The books were used in an initial testing phase with approximately 500 Bambaraphone students in many short term teacher-led reading programs. The children were almost universally excited by the books, irrespective of age, gender, schooling background, or socio-economic situation. Virtually all children were unable to read Bambara at the start and between 67 to 90% were assessed to be able to read complete books unassisted in Bambara after participation in as little as 12 hours of group reading and instruction. A video showing some of the reading sessions can be seen here: https://youtu.be/HGQ5JKEHekk?si=9rGxim-h0En_zg9v
We think that the quantity of the material produced constitutes a form of evidence that AI was an effective accelerator for the production of content.
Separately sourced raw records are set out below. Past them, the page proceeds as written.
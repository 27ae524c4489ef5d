//! Parsing of single addresses and CIDR blocks.

use std::net::IpAddr;

use ipnet::IpNet;

use super::{AclError, Result};

/// One entry of an IP list: a single address or a CIDR block.
///
/// A single address is stored as a full-length block (`/32` or `/128`), so
/// containment and equality are the same test.
#[derive(Debug, Clone, PartialEq, Eq)]
pub struct IpRange {
    original: String,
    network: IpNet,
}

impl IpRange {
    /// Parse an address or a CIDR block.
    ///
    /// Surrounding whitespace is ignored; the trimmed text is kept verbatim
    /// as the identity of the entry.
    pub fn parse(input: &str) -> Result<Self> {
        let original = input.trim();

        let network = if original.contains('/') {
            original
                .parse::<IpNet>()
                .map_err(|_| AclError::InvalidBlock(original.to_string()))?
        } else {
            let addr = parse_addr(original)?;
            IpNet::new(addr, full_prefix_len(&addr))
                .map_err(|_| AclError::InvalidAddress(original.to_string()))?
        };

        Ok(Self {
            original: original.to_string(),
            network,
        })
    }

    /// The text this range was parsed from.
    pub fn original(&self) -> &str {
        &self.original
    }

    /// The parsed block.
    pub fn network(&self) -> &IpNet {
        &self.network
    }

    /// Check if the block contains `addr`. Never matches across families.
    pub fn contains(&self, addr: &IpAddr) -> bool {
        self.network.contains(addr)
    }
}

impl std::fmt::Display for IpRange {
    fn fmt(&self, f: &mut std::fmt::Formatter<'_>) -> std::fmt::Result {
        write!(f, "{}", self.original)
    }
}

impl std::str::FromStr for IpRange {
    type Err = AclError;

    fn from_str(s: &str) -> Result<Self> {
        Self::parse(s)
    }
}

/// Parse a bare address (no prefix length), keeping the family it was
/// written in.
pub fn parse_addr(input: &str) -> Result<IpAddr> {
    let input = input.trim();
    input
        .parse::<IpAddr>()
        .map_err(|_| AclError::InvalidAddress(input.to_string()))
}

fn full_prefix_len(addr: &IpAddr) -> u8 {
    match addr {
        IpAddr::V4(_) => 32,
        IpAddr::V6(_) => 128,
    }
}
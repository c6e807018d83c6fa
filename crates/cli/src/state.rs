use std::sync::Arc;

use anyhow::{Context, Result};
use runny_engine::Dispatcher;
use runny_registry::{CatalogueStore, WebhookRegistry};
use runny_remote::{RemoteRunner, RemoteShell, SshShell};
use tokio_util::sync::CancellationToken;
use tracing::{info, warn};

use crate::config::Config;

/// Shared state behind every route.
#[derive(Debug)]
pub struct AppState {
    pub dispatcher: Dispatcher,
    /// Public base URL of webhook trigger URLs
    pub domain: String,
    /// Normalized webhook route, e.g. `/webhook`
    pub webhook_route: String,
    /// Cancelled on shutdown; in-flight executions derive child tokens
    pub shutdown: CancellationToken,
}

impl AppState {
    pub fn new(
        dispatcher: Dispatcher,
        domain: impl Into<String>,
        webhook_route: impl Into<String>,
        shutdown: CancellationToken,
    ) -> Self {
        Self {
            dispatcher,
            domain: domain.into(),
            webhook_route: webhook_route.into(),
            shutdown,
        }
    }

    /// Open the catalogue and webhook registry and wire the SSH runner.
    pub fn from_config(config: &Config, shutdown: CancellationToken) -> Result<Arc<Self>> {
        let commands_path = config.commands_path();
        let catalogue = CatalogueStore::open(&commands_path, config.allow_command_manipulation)
            .with_context(|| format!("opening catalogue {}", commands_path.display()))?;
        info!(
            path = %commands_path.display(),
            commands = catalogue.snapshot().len(),
            manipulation_allowed = config.allow_command_manipulation,
            "catalogue loaded"
        );

        let webhooks_path = config.webhooks_path();
        let webhooks = WebhookRegistry::open(&webhooks_path)
            .with_context(|| format!("opening webhook registry {}", webhooks_path.display()))?;
        info!(path = %webhooks_path.display(), webhooks = webhooks.entries().len(), "webhook registry loaded");

        let ssh = config.ssh_config();
        if ssh.host.is_empty() {
            warn!("SSH_HOST is not set; every execution will fail until it is configured");
        }
        let shell: Arc<dyn RemoteShell> = Arc::new(SshShell::new(ssh));
        let runner = RemoteRunner::new(shell, config.exec_options());
        let dispatcher = Dispatcher::new(Arc::new(catalogue), Arc::new(webhooks), runner, config.quoting_mode);

        Ok(Arc::new(Self::new(dispatcher, config.domain(), config.webhook_route(), shutdown)))
    }
}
It is difficult to evaluate the extent to which other objectives were achieved and the extent to which AI contributed to them. It is also very difficult to prove that the extraordinary results we saw in literacy attainment in Bambara was due to the design of the books or to the contribution of AI. These questions can be better addressed through further research and application of rigorous evaluation methodology. The great ambition of the project, making a contribution to sowing the seeds of the evolution of Malian languages to fully developed written languages, may take a generation for the results to become evident.
Conclusion
The proof is in the pudding. The project successfully demonstrated that, with the proper guidelines, AI is capable of greatly accelerating the production of high quality, culturally-appropriate and delightful children’s books and supporting pedagogical materials in low-resource African languages. This is an efficient and economical solution to the problem of lack of learning resources that have stymied attempts to strengthen African language education and development of reading and writing culture. Our hope is that our results will encourage similar efforts for other low-resource, predominantly oral language communities. The work also showed potential in addressing educational deficiencies and illiteracy. More research should be conducted to further test our hypothesis that motivation to develop written culture and speaking to the cultural perspective of children in the target communities may be factors in obtaining better educational outcomes that have outsized impacts.